What's required is a verbatim printout of all the data.

DATA EXTRACT: Begin

//! Time provider abstraction
//!
//! Credential ids, asset ids, snapshot dates and the automatic theme all read
//! time through the [`Clock`] trait so tests can pin it.
//!
//! # Example
//!
//! ```
//! use kobllux::{Clock, FixedClock};
//!
//! let clock = FixedClock::new(1000);
//! assert_eq!(clock.now_millis(), 1000);
//! assert!(clock.local_hour() < 24);
//! ```

use std::fmt::Debug;
use std::sync::{Mutex, PoisonError};
use std::time::{SystemTime, UNIX_EPOCH};

use chrono::{Local, TimeZone, Timelike};

/// A time provider for getting current timestamps.
pub trait Clock: Send + Sync + Debug {
    /// Returns the current time as milliseconds since Unix epoch.
    fn now_millis(&self) -> u64;

    /// Hour of the day (0-23) in the host's local time zone.
    fn local_hour(&self) -> u32 {
        Local
            .timestamp_millis_opt(self.now_millis() as i64)
            .single()
            .map(|dt| dt.hour())
            .unwrap_or(0)
    }
}

/// Production clock using real system time.
#[derive(Debug, Clone, Copy, Default)]
pub struct SystemClock;

impl Clock for SystemClock {
    fn now_millis(&self) -> u64 {
        SystemTime::now()
            .duration_since(UNIX_EPOCH)
            .map(|d| d.as_millis() as u64)
            .unwrap_or(0)
    }
}

/// Controllable clock for tests.
///
/// Auto-advances by one millisecond on each `now_millis()` call so ids derived
/// from time stay distinct. Use `hold()` to freeze it.
pub struct FixedClock {
    state: Mutex<FixedClockState>,
}

struct FixedClockState {
    millis: u64,
    held: bool,
    hour: Option<u32>,
}

/// RAII guard that freezes a [`FixedClock`] while held.
pub struct ClockHold<'a>(&'a FixedClock);

impl Drop for ClockHold<'_> {
    fn drop(&mut self) {
        self.0.lock().held = false;
    }
}

impl FixedClock {
    /// Create a new fixed clock with the given initial time in milliseconds.
    pub fn new(millis: u64) -> Self {
        Self {
            state: Mutex::new(FixedClockState {
                millis,
                held: false,
                hour: None,
            }),
        }
    }

    /// Pin the value returned by [`Clock::local_hour`], independent of the
    /// host time zone.
    pub fn with_local_hour(self, hour: u32) -> Self {
        self.lock().hour = Some(hour % 24);
        self
    }

    /// Change the pinned local hour.
    pub fn set_local_hour(&self, hour: u32) {
        self.lock().hour = Some(hour % 24);
    }

    /// Hold the clock, preventing auto-advance until the guard is dropped.
    pub fn hold(&self) -> ClockHold<'_> {
        self.lock().held = true;
        ClockHold(self)
    }

    /// Advance the clock by the given number of milliseconds.
    pub fn advance(&self, ms: u64) {
        self.lock().millis += ms;
    }

    /// Get the current time without advancing.
    pub fn get(&self) -> u64 {
        self.lock().millis
    }

    fn lock(&self) -> std::sync::MutexGuard<'_, FixedClockState> {
        self.state.lock().unwrap_or_else(PoisonError::into_inner)
    }
}

impl Clock for FixedClock {
    fn now_millis(&self) -> u64 {
        let mut state = self.lock();
        let t = state.millis;
        if !state.held {
            state.millis += 1;
        }
        t
    }

    fn local_hour(&self) -> u32 {
        let pinned = self.lock().hour;
        match pinned {
            Some(hour) => hour,
            None => Local
                .timestamp_millis_opt(self.get() as i64)
                .single()
                .map(|dt| dt.hour())
                .unwrap_or(0),
        }
    }
}

impl Default for FixedClock {
    fn default() -> Self {
        // 2024-01-01 00:00:00 UTC
        Self::new(1704067200000)
    }
}

impl Debug for FixedClock {
    fn fmt(&self, f: &mut std::fmt::Formatter<'_>) -> std::fmt::Result {
        let state = self.lock();
        f.debug_struct("FixedClock")
            .field("millis", &state.millis)
            .field("held", &state.held)
            .field("hour", &state.hour)
            .finish()
    }
}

DATA EXTRACT: End

**RESPONSE BELOW:**
//! Time provider abstraction
//!
//! Credential ids, asset ids, snapshot dates and the automatic theme all read
//! time through the [`Clock`] trait so tests can pin it.
//!
//! # Example
//!
//! ```
//! use kobllux::{Clock, FixedClock};
//!
//! let clock = FixedClock::new(1000);
//! assert_eq!(clock.now_millis(), 1000);
//! assert!(clock.local_hour() < 24);
//! ```

use std::fmt::Debug;
use std::sync::{Mutex, PoisonError};
use std::time::{SystemTime, UNIX_EPOCH};

use chrono::{Local, TimeZone, Timelike};

/// A time provider for getting current timestamps.
pub trait Clock: Send + Sync + Debug {
    /// Returns the current time as milliseconds since Unix epoch.
    fn now_millis(&self) -> u64;

    /// Hour of the day (0-23) in the host's local time zone.
    fn local_hour(&self) -> u32 {
        Local
            .timestamp_millis_opt(self.now_millis() as i64)
            .single()
            .map(|dt| dt.hour())
            .unwrap_or(0)
    }
}

/// Production clock using real system time.
#[derive(Debug, Clone, Copy, Default)]
pub struct SystemClock;

impl Clock for SystemClock {
    fn now_millis(&self) -> u64 {
        SystemTime::now()
            .duration_since(UNIX_EPOCH)
            .map(|d| d.as_millis() as u64)
            .unwrap_or(0)
    }
}

/// Controllable clock for tests.
///
/// Auto-advances by one millisecond on each `now_millis()` call so ids derived
/// from time stay distinct. Use `hold()` to freeze it.
pub struct FixedClock {
    state: Mutex<FixedClockState>,
}

struct FixedClockState {
    millis: u64,
    held: bool,
    hour: Option<u32>,
}

/// RAII guard that freezes a [`FixedClock`] while held.
pub struct ClockHold<'a>(&'a FixedClock);

impl Drop for ClockHold<'_> {
    fn drop(&mut self) {
        self.0.lock().held = false;
    }
}

impl FixedClock {
    /// Create a new fixed clock with the given initial time in milliseconds.
    pub fn new(millis: u64) -> Self {
        Self {
            state: Mutex::new(FixedClockState {
                millis,
                held: false,
                hour: None,
            }),
        }
    }

    /// Pin the value returned by [`Clock::local_hour`], independent of the
    /// host time zone.
    pub fn with_local_hour(self, hour: u32) -> Self {
        self.lock().hour = Some(hour % 24);
        self
    }

    /// Change the pinned local hour.
    pub fn set_local_hour(&self, hour: u32) {
        self.lock().hour = Some(hour % 24);
    }

    /// Hold the clock, preventing auto-advance until the guard is dropped.
    pub fn hold(&self) -> ClockHold<'_> {
        self.lock().held = true;
        ClockHold(self)
    }

    /// Advance the clock by the given number of milliseconds.
    pub fn advance(&self, ms: u64) {
        self.lock().millis += ms;
    }

    /// Get the current time without advancing.
    pub fn get(&self) -> u64 {
        self.lock().millis
    }

    fn lock(&self) -> std::sync::MutexGuard<'_, FixedClockState> {
        self.state.lock().unwrap_or_else(PoisonError::into_inner)
    }
}

impl Clock for FixedClock {
    fn now_millis(&self) -> u64 {
        let mut state = self.lock();
        let t = state.millis;
        if !state.held {
            state.millis += 1;
        }
        t
    }

    fn local_hour(&self) -> u32 {
        let pinned = self.lock().hour;
        match pinned {
            Some(hour) => hour,
            None => Local
                .timestamp_millis_opt(self.get() as i64)
                .single()
                .map(|dt| dt.hour())
                .unwrap_or(0),
        }
    }
}

impl Default for FixedClock {
    fn default() -> Self {
        // 2024-01-01 00:00:00 UTC
        Self::new(1704067200000)
    }
}

impl Debug for FixedClock {
    fn fmt(&self, f: &mut std::fmt::Formatter<'_>) -> std::fmt::Result {
        let state = self.lock();
        f.debug_struct("FixedClock")
            .field("millis", &state.millis)
            .field("held", &state.held)
            .field("hour", &state.hour)
            .finish()
    }
}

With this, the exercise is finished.